長内那由多のMovie Note

映画や海外ドラマのレビューを中心としたブログ

『ゴジラvsコング』

2021-07-08 | 映画レビュー(こ)

 “モンスターズ・ユニバース”最新作はいよいよゴジラとコングの一大プロレス興行だ。2大人気キャラクターの激突は昨今も『バットマンvsスーパーマン』が記憶に新しいが、どちらのファンも満足させつつ決着をつけなくてはならない監督の気苦労は相当なものだろう。その点、本作のアダム・ウィンガード監督は『ザ・ゲスト』やハリウッド版『デス・ノート』も務めたホラー映画職人らしい思い切りの良さで、ゴジラをヒール役に徹底させ、コングは『キングコング 髑髏島の巨神』の“好漢”ぶりを引き継ぐという明快さだ。2回戦に及ぶ興行はいずれも昼間シーンで、多くのモンスターバトル映画がCGの粗を誤魔化すために画面を暗くしてきた轍を避けることに成功している。第1ラウンドで見せた『ジョーズ』オマージュにもニヤリだ。

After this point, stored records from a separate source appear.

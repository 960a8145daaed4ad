//! Engine error types.
//!
//! Allocation, kernel-load and binding errors are fatal at startup: the
//! engine refuses to come up partially constructed. Dispatch errors are
//! fatal only for the affected tick's commit; the previously settled state
//! is preserved and a retry on the next tick is safe.

use thiserror::Error;

/// Errors surfaced by engine construction and the per-frame path.
#[derive(Debug, Error)]
pub enum EngineError {
    /// No compatible GPU adapter was found on this system.
    #[error("no suitable GPU adapter")]
    NoAdapter,
    /// The adapter refused to create a logical device.
    #[error("device request failed: {0}")]
    DeviceRequest(#[from] wgpu::RequestDeviceError),
    /// Field or display buffer creation was rejected by the device.
    #[error("allocation of {label} rejected: {reason}")]
    Allocation {
        /// Which allocation was rejected.
        label: String,
        /// Device-reported reason.
        reason: String,
    },
    /// A named kernel artifact failed to compile or validate at startup.
    #[error("kernel `{name}` failed to load: {reason}")]
    KernelLoad {
        /// Stable kernel role name.
        name: String,
        /// Compiler/validator message.
        reason: String,
    },
    /// A stage declared an inconsistent binding set.
    #[error("stage `{stage}` has invalid bindings: {reason}")]
    InvalidBindings {
        /// Stable kernel role name.
        stage: String,
        /// What the validator rejected.
        reason: String,
    },
    /// A submission was rejected by the device.
    #[error("dispatch failed at tick {tick}: {reason}")]
    Dispatch {
        /// Tick whose commit was dropped.
        tick: u64,
        /// Device-reported reason.
        reason: String,
    },
}
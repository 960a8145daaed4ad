//! Fixed simulation grid dimensions and dispatch geometry.

/// Workgroup width used by every kernel.
pub const WORKGROUP_X: u32 = 8;
/// Workgroup height used by every kernel.
pub const WORKGROUP_Y: u32 = 8;

/// Grid dimensions in cells, fixed for the lifetime of an engine.
#[derive(Clone, Copy, Debug, PartialEq, Eq)]
pub struct GridDims {
    /// Width in cells
    pub width: u32,
    /// Height in cells
    pub height: u32,
}

impl GridDims {
    /// Create grid dimensions; zero extents are clamped up to 1.
    pub fn new(width: u32, height: u32) -> Self {
        Self { width: width.max(1), height: height.max(1) }
    }

    /// Total cell count.
    pub fn cells(&self) -> usize {
        self.width as usize * self.height as usize
    }

    /// Workgroup counts for an 8x8 dispatch covering the full grid.
    pub fn dispatch_extent(&self) -> (u32, u32) {
        (
            (self.width + WORKGROUP_X - 1) / WORKGROUP_X,
            (self.height + WORKGROUP_Y - 1) / WORKGROUP_Y,
        )
    }

    /// Linear index of cell (x, y).
    pub fn index(&self, x: u32, y: u32) -> usize {
        y as usize * self.width as usize + x as usize
    }

    /// Neighbor coordinate with clamp-to-edge semantics, mirroring the
    /// kernels' out-of-grid policy for continuous fields.
    pub fn clamped_neighbor(&self, x: u32, y: u32, dx: i32, dy: i32) -> (u32, u32) {
        let nx = (x as i64 + dx as i64).clamp(0, self.width as i64 - 1) as u32;
        let ny = (y as i64 + dy as i64).clamp(0, self.height as i64 - 1) as u32;
        (nx, ny)
    }
}

#[cfg(test)]
mod tests {
    use super::*;

    #[test]
    fn dispatch_extent_rounds_up() {
        assert_eq!(GridDims::new(64, 64).dispatch_extent(), (8, 8));
        assert_eq!(GridDims::new(65, 63).dispatch_extent(), (9, 8));
        assert_eq!(GridDims::new(1, 1).dispatch_extent(), (1, 1));
    }

    #[test]
    fn zero_extents_clamp_to_one() {
        let g = GridDims::new(0, 0);
        assert_eq!((g.width, g.height), (1, 1));
        assert_eq!(g.cells(), 1);
    }
}
//! Minimal GPU device/queue helper.

use std::sync::OnceLock;

use wgpu::{Device, Instance, Queue};

use crate::error::EngineError;

/// Minimal GPU context shared by the engine and its tests.
pub struct GpuContext {
    /// Instance used to create adapters
    pub instance: Instance,
    /// Logical device
    pub device: Device,
    /// Submission queue
    pub queue: Queue,
}

impl GpuContext {
    /// Create a new GPU context using a default instance and a
    /// high-performance adapter. Missing adapters and device-request
    /// failures are fatal at startup.
    pub async fn new() -> Result<Self, EngineError> {
        let instance = wgpu::Instance::default();
        let adapter = instance
            .request_adapter(&wgpu::RequestAdapterOptions {
                power_preference: wgpu::PowerPreference::HighPerformance,
                compatible_surface: None,
                force_fallback_adapter: false,
            })
            .await
            .ok_or(EngineError::NoAdapter)?;
        let (device, queue) = adapter
            .request_device(
                &wgpu::DeviceDescriptor {
                    label: Some("vivaria-device"),
                    required_features: wgpu::Features::empty(),
                    required_limits: wgpu::Limits::default(),
                },
                None,
            )
            .await?;
        Ok(Self { instance, device, queue })
    }
}

/// Global persistent GPU context to avoid per-test device creation overhead.
static GPU_CTX: OnceLock<Option<GpuContext>> = OnceLock::new();

/// Get a reference to a persistent `GpuContext`, creating it on first use.
/// Returns `None` when no adapter is available so GPU tests can skip.
pub fn persistent() -> Option<&'static GpuContext> {
    GPU_CTX
        .get_or_init(|| pollster::block_on(GpuContext::new()).ok())
        .as_ref()
}
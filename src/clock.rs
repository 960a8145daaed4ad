//! Fixed-interval simulation clock.

/// Shortest accepted tick interval in seconds.
pub const MIN_INTERVAL: f32 = 0.05;
/// Longest accepted tick interval in seconds.
pub const MAX_INTERVAL: f32 = 10.0;
/// Default tick interval in seconds.
pub const DEFAULT_INTERVAL: f32 = 0.5;

/// Accumulator clock decoupling simulation cadence from display cadence.
///
/// `tick` fires at most once per call; after a long stall the leftover is
/// clamped to a single interval so the simulation never runs a catch-up
/// burst of ticks.
#[derive(Clone, Copy, Debug)]
pub struct SimClock {
    interval: f32,
    accumulator: f32,
}

impl Default for SimClock {
    fn default() -> Self {
        Self::new(DEFAULT_INTERVAL)
    }
}

impl SimClock {
    /// Clock with the given interval, clamped into the supported range.
    pub fn new(interval: f32) -> Self {
        Self {
            interval: interval.clamp(MIN_INTERVAL, MAX_INTERVAL),
            accumulator: 0.0,
        }
    }

    /// Accumulate `dt` seconds and report whether a tick fires.
    pub fn tick(&mut self, dt: f32) -> bool {
        self.accumulator += dt.max(0.0);
        if self.accumulator < self.interval {
            return false;
        }
        self.accumulator -= self.interval;
        // One interval of leftover at most; stalls never burst.
        if self.accumulator > self.interval {
            self.accumulator = self.interval;
        }
        true
    }

    /// Change the interval without disturbing the accumulator. Returns the
    /// applied (possibly clamped) value.
    pub fn set_interval(&mut self, seconds: f32) -> f32 {
        self.interval = seconds.clamp(MIN_INTERVAL, MAX_INTERVAL);
        self.interval
    }

    /// Current interval in seconds.
    pub fn interval(&self) -> f32 {
        self.interval
    }

    /// Seconds currently accumulated toward the next tick.
    pub fn accumulated(&self) -> f32 {
        self.accumulator
    }

    /// Drop any accumulated time (reseed path).
    pub fn reset(&mut self) {
        self.accumulator = 0.0;
    }
}

#[cfg(test)]
mod tests {
    use super::*;

    #[test]
    fn fires_once_with_leftover() {
        let mut c = SimClock::new(0.5);
        assert!(!c.tick(0.3));
        assert!(!c.tick(0.3));
        assert!(c.tick(0.3));
        assert!((c.accumulated() - 0.4).abs() < 1e-6);
    }

    #[test]
    fn stall_does_not_burst() {
        let mut c = SimClock::new(0.5);
        assert!(c.tick(10.0));
        assert!(c.accumulated() <= c.interval());
        // The clamped leftover still fires the very next tick.
        assert!(c.tick(0.0));
    }

    #[test]
    fn set_interval_clamps_and_keeps_accumulator() {
        let mut c = SimClock::new(0.5);
        c.tick(0.2);
        assert_eq!(c.set_interval(1000.0), MAX_INTERVAL);
        assert_eq!(c.set_interval(0.0), MIN_INTERVAL);
        assert!((c.accumulated() - 0.2).abs() < 1e-6);
    }
}
use vivaria::grid::GridDims;

/// The clamp-to-edge neighbor policy never produces an out-of-grid index,
/// on every edge and corner.
#[test]
fn clamped_neighbor_stays_in_bounds_everywhere() {
    let dims = GridDims::new(7, 5);
    let edge_cells = [
        (0, 0),
        (dims.width - 1, 0),
        (0, dims.height - 1),
        (dims.width - 1, dims.height - 1),
        (3, 0),
        (3, dims.height - 1),
        (0, 2),
        (dims.width - 1, 2),
    ];
    for (x, y) in edge_cells {
        for dy in -1..=1 {
            for dx in -1..=1 {
                let (nx, ny) = dims.clamped_neighbor(x, y, dx, dy);
                assert!(nx < dims.width, "x escaped at ({x},{y}) + ({dx},{dy})");
                assert!(ny < dims.height, "y escaped at ({x},{y}) + ({dx},{dy})");
                assert!(dims.index(nx, ny) < dims.cells());
            }
        }
    }
}

#[test]
fn clamping_is_identity_in_the_interior() {
    let dims = GridDims::new(8, 8);
    assert_eq!(dims.clamped_neighbor(4, 4, 1, -1), (5, 3));
    assert_eq!(dims.clamped_neighbor(4, 4, 0, 0), (4, 4));
}

#[test]
fn one_cell_grid_always_resolves_to_itself() {
    let dims = GridDims::new(1, 1);
    for dy in -1..=1 {
        for dx in -1..=1 {
            assert_eq!(dims.clamped_neighbor(0, 0, dx, dy), (0, 0));
        }
    }
}
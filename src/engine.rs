//! The world engine facade.
//!
//! One [`WorldEngine`] value owns the field store, the five kernel stages,
//! the ping-pong scheduler, the simulation clock and the in-flight frame
//! throttle. The per-frame path encodes at most one simulation tick
//! followed by the visualization composite into a single command sequence,
//! submits it without blocking, and reclaims frame slots only when more
//! than [`MAX_FRAMES_IN_FLIGHT`] submissions are outstanding.

use std::collections::VecDeque;

use wgpu::Buffer;

use crate::binding::BindingSet;
use crate::clock::SimClock;
use crate::error::EngineError;
use crate::field::{FieldId, FieldStore};
use crate::gpu::GpuContext;
use crate::grid::GridDims;
use crate::hazard::{BarrierPlan, OpAccess};
use crate::params::{
    BiomeParams, BiomeUniforms, ClimateUniforms, ErosionParams, ErosionUniforms,
    NoiseUniforms, VizMode, VizUniforms,
};
use crate::schedule::{PingPongSchedule, RoleAssignment, Slot};
use crate::stage::{
    KernelStage, BIOME_CA, CLIMATE_DIFFUSION, EROSION, NOISE_INIT, VISUALIZATION,
};

/// Maximum frame submissions in flight before `frame` blocks on the oldest.
pub const MAX_FRAMES_IN_FLIGHT: usize = 3;
/// Seed used when the caller does not supply one.
pub const DEFAULT_SEED: u32 = 42;

/// What happens to the CA time counter on reseed.
#[derive(Clone, Copy, Debug, PartialEq, Eq, Default)]
pub enum ReseedCounter {
    /// Reset the counter so reseeding with the same seed replays exactly.
    #[default]
    Replay,
    /// Keep the counter running, so a reseed with an old seed still
    /// produces fresh stochastic CA events.
    FreeRunning,
}

/// Consolidated mutable simulation state.
#[derive(Clone, Copy, Debug)]
pub struct SimulationState {
    /// Seed of the current world
    pub seed: u32,
    /// Hash counter fed to the stochastic biome CA, one step per tick
    pub ca_time: u32,
    /// Whether the erosion stage runs
    pub erosion_enabled: bool,
    /// Whether the climate diffusion stage runs
    pub climate_enabled: bool,
    /// Whether the biome CA stage runs
    pub biome_enabled: bool,
    /// Paused engines still composite but never tick
    pub paused: bool,
    /// Active display composite mode
    pub viz_mode: VizMode,
    /// Erosion tuning
    pub erosion: ErosionParams,
    /// Biome CA tuning
    pub biome: BiomeParams,
    /// Reseed counter policy
    pub reseed_counter: ReseedCounter,
}

impl SimulationState {
    fn new(seed: u32) -> Self {
        Self {
            seed,
            ca_time: 0,
            erosion_enabled: true,
            climate_enabled: true,
            biome_enabled: true,
            paused: false,
            viz_mode: VizMode::default(),
            erosion: ErosionParams::default(),
            biome: BiomeParams::default(),
            reseed_counter: ReseedCounter::default(),
        }
    }
}

/// What one `frame` call did.
#[derive(Clone, Copy, Debug)]
pub struct FrameReport {
    /// Whether a simulation tick was committed this frame
    pub ticked: bool,
    /// Tick counter after this frame
    pub tick: u64,
}

/// The settled generation a render collaborator may read.
pub struct FieldFrame<'a> {
    /// Tick the snapshot belongs to
    pub tick: u64,
    /// Settled elevation buffer
    pub elevation: &'a Buffer,
    /// Settled temperature buffer
    pub temperature: &'a Buffer,
    /// Settled humidity buffer
    pub humidity: &'a Buffer,
    /// Settled biome buffer
    pub biome: &'a Buffer,
    /// RGBA8-packed display composite
    pub display: &'a Buffer,
}

struct Stages {
    noise: KernelStage,
    erosion: KernelStage,
    climate: KernelStage,
    biome: KernelStage,
    viz: KernelStage,
}

/// GPU-resident world simulation over four coupled double-buffered fields.
pub struct WorldEngine {
    store: FieldStore,
    stages: Stages,
    schedule: PingPongSchedule,
    clock: SimClock,
    state: SimulationState,
    in_flight: VecDeque<wgpu::SubmissionIndex>,
}
//! Kernel parameter types and their GPU uniform mirrors.
//!
//! Host-facing parameter structs carry the tunable values with clamping;
//! the `#[repr(C)]` mirrors are the exact layouts the WGSL kernels read.
//! wgpu has no portable push constants, so each stage owns a small uniform
//! buffer refreshed with `queue.write_buffer` before dispatch.

use bytemuck::{Pod, Zeroable};

/// Elevation below which a cell is classified as water.
pub const WATER_LEVEL: f32 = 0.30;

/// Tunable erosion parameters. Defaults match the original tuning.
#[derive(Clone, Copy, Debug, PartialEq)]
pub struct ErosionParams {
    /// Base relaxation rate toward the neighborhood mean
    pub rate: f32,
    /// Erosion multiplier under forest cover
    pub forest_mult: f32,
    /// Erosion multiplier in desert
    pub desert_mult: f32,
    /// Erosion multiplier on sand
    pub sand_mult: f32,
    /// Extra erosion factor for cells adjacent to water
    pub coastal_bonus: f32,
    /// Whether biome cover modulates the rate at all
    pub biome_modulated: bool,
}

impl Default for ErosionParams {
    fn default() -> Self {
        Self {
            rate: 0.9,
            forest_mult: 0.3,
            desert_mult: 1.5,
            sand_mult: 2.5,
            coastal_bonus: 1.5,
            biome_modulated: true,
        }
    }
}

impl ErosionParams {
    /// Clamp every value into its supported range and return the result.
    pub fn clamped(self) -> Self {
        Self {
            rate: self.rate.clamp(0.0, 1.0),
            forest_mult: self.forest_mult.clamp(0.0, 10.0),
            desert_mult: self.desert_mult.clamp(0.0, 10.0),
            sand_mult: self.sand_mult.clamp(0.0, 10.0),
            coastal_bonus: self.coastal_bonus.clamp(0.0, 10.0),
            biome_modulated: self.biome_modulated,
        }
    }
}

/// Tunable biome cellular-automaton parameters. Defaults match the
/// original tuning.
#[derive(Clone, Copy, Debug, PartialEq)]
pub struct BiomeParams {
    /// Stochastic forest seeding chance per eligible cell
    pub forest_chance: f32,
    /// Stochastic desert seeding chance per eligible cell
    pub desert_chance: f32,
    /// Forest neighbors required for deterministic spread
    pub forest_threshold: u32,
    /// Desert neighbors required for deterministic spread
    pub desert_threshold: u32,
    /// Wetland formation rate next to water
    pub wetland_form_rate: f32,
    /// Wetland spread rate from wetland neighbors
    pub wetland_spread_rate: f32,
    /// Maximum elevation at which wetland can exist
    pub wetland_max_height: f32,
    /// Snow melt rate below the snow band
    pub snow_melt_rate: f32,
    /// Snow spread rate within the snow band
    pub snow_spread_rate: f32,
    /// Tundra spread rate within the tundra band
    pub tundra_spread_rate: f32,
    /// Elevation of the tree line
    pub tree_line_height: f32,
}

impl Default for BiomeParams {
    fn default() -> Self {
        Self {
            forest_chance: 0.3,
            desert_chance: 0.3,
            forest_threshold: 3,
            desert_threshold: 3,
            wetland_form_rate: 0.08,
            wetland_spread_rate: 0.10,
            wetland_max_height: 0.50,
            snow_melt_rate: 0.01,
            snow_spread_rate: 0.02,
            tundra_spread_rate: 0.03,
            tree_line_height: 0.70,
        }
    }
}

impl BiomeParams {
    /// Clamp every value into its supported range and return the result.
    pub fn clamped(self) -> Self {
        Self {
            forest_chance: self.forest_chance.clamp(0.0, 1.0),
            desert_chance: self.desert_chance.clamp(0.0, 1.0),
            forest_threshold: self.forest_threshold.min(8),
            desert_threshold: self.desert_threshold.min(8),
            wetland_form_rate: self.wetland_form_rate.clamp(0.0, 1.0),
            wetland_spread_rate: self.wetland_spread_rate.clamp(0.0, 1.0),
            wetland_max_height: self.wetland_max_height.clamp(0.0, 1.0),
            snow_melt_rate: self.snow_melt_rate.clamp(0.0, 1.0),
            snow_spread_rate: self.snow_spread_rate.clamp(0.0, 1.0),
            tundra_spread_rate: self.tundra_spread_rate.clamp(0.0, 1.0),
            tree_line_height: self.tree_line_height.clamp(0.0, 1.0),
        }
    }
}

/// What the visualization composite renders into the display buffer.
#[derive(Clone, Copy, Debug, PartialEq, Eq, Default)]
#[repr(u32)]
pub enum VizMode {
    /// Biome colors shaded by elevation
    #[default]
    Terrain = 0,
    /// Temperature heat map
    Temperature = 1,
    /// Humidity map
    Humidity = 2,
}

/// Uniforms for the `noise-init` kernel.
#[repr(C)]
#[derive(Clone, Copy, Debug, Pod, Zeroable)]
pub(crate) struct NoiseUniforms {
    pub width: u32,
    pub height: u32,
    pub seed: u32,
    pub _pad: u32,
}

/// Uniforms for the `erosion` kernel.
#[repr(C)]
#[derive(Clone, Copy, Debug, Pod, Zeroable)]
pub(crate) struct ErosionUniforms {
    pub width: u32,
    pub height: u32,
    pub rate: f32,
    pub forest_mult: f32,
    pub desert_mult: f32,
    pub sand_mult: f32,
    pub coastal_bonus: f32,
    pub biome_modulated: u32,
}

impl ErosionUniforms {
    pub fn new(width: u32, height: u32, p: &ErosionParams) -> Self {
        Self {
            width,
            height,
            rate: p.rate,
            forest_mult: p.forest_mult,
            desert_mult: p.desert_mult,
            sand_mult: p.sand_mult,
            coastal_bonus: p.coastal_bonus,
            biome_modulated: p.biome_modulated as u32,
        }
    }
}

/// Uniforms for the `climate-diffusion` kernel.
#[repr(C)]
#[derive(Clone, Copy, Debug, Pod, Zeroable)]
pub(crate) struct ClimateUniforms {
    pub width: u32,
    pub height: u32,
    pub _pad0: u32,
    pub _pad1: u32,
}

/// Uniforms for the `biome-ca` kernel.
#[repr(C)]
#[derive(Clone, Copy, Debug, Pod, Zeroable)]
pub(crate) struct BiomeUniforms {
    pub width: u32,
    pub height: u32,
    pub seed: u32,
    pub ca_time: u32,
    pub forest_chance: f32,
    pub desert_chance: f32,
    pub forest_threshold: u32,
    pub desert_threshold: u32,
    pub wetland_form_rate: f32,
    pub wetland_spread_rate: f32,
    pub wetland_max_height: f32,
    pub snow_melt_rate: f32,
    pub snow_spread_rate: f32,
    pub tundra_spread_rate: f32,
    pub tree_line_height: f32,
    pub _pad: u32,
}

impl BiomeUniforms {
    pub fn new(width: u32, height: u32, seed: u32, ca_time: u32, p: &BiomeParams) -> Self {
        Self {
            width,
            height,
            seed,
            ca_time,
            forest_chance: p.forest_chance,
            desert_chance: p.desert_chance,
            forest_threshold: p.forest_threshold,
            desert_threshold: p.desert_threshold,
            wetland_form_rate: p.wetland_form_rate,
            wetland_spread_rate: p.wetland_spread_rate,
            wetland_max_height: p.wetland_max_height,
            snow_melt_rate: p.snow_melt_rate,
            snow_spread_rate: p.snow_spread_rate,
            tundra_spread_rate: p.tundra_spread_rate,
            tree_line_height: p.tree_line_height,
            _pad: 0,
        }
    }
}

/// Uniforms for the `visualization-composite` kernel.
#[repr(C)]
#[derive(Clone, Copy, Debug, Pod, Zeroable)]
pub(crate) struct VizUniforms {
    pub width: u32,
    pub height: u32,
    pub mode: u32,
    pub _pad: u32,
}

 それでもサービスが足りないのである。“乱入”によって水入りになるのが既定路線なら2大スターの試合はせめてあともう1回戦は必要だろう。人間ドラマはオマケに過ぎず、この内容でランニングタイム114分はハッキリ言って手際が悪すぎる。香港での一大バトルは中国興行への目配せだろうが、市民の日頃の労苦を思うとフィクションでも気の毒な気持ちが勝る(『ムーラン』といい、ハリウッドは全て間違っている)。伊福部サウンドの大盤振る舞いだった前作『キング・オブ・モンスターズ』から版権を失ったのか、テーマ曲が聞けないのも非常に寂しい。

 キャスト陣ではミリー・ボビー・ブラウンの成長に目を細めたが、『ストレンジャー・シングス』で初登場したインパクトには遠く及ばない。アレクサンダー・スカルスガルドはこんな映画でもオタク科学者役で性格演技を見せており、その生真面目さに感心した。ペーパー・ボーイことブライアン・タイリー・ヘンリーが登場し、『ストレンジャー・シングス』と『アトランタ』のアッセンブルが実現。さすがに『超サイヤ人かよ!」とは言わないが、“らしい”ツッコミに爆笑だ。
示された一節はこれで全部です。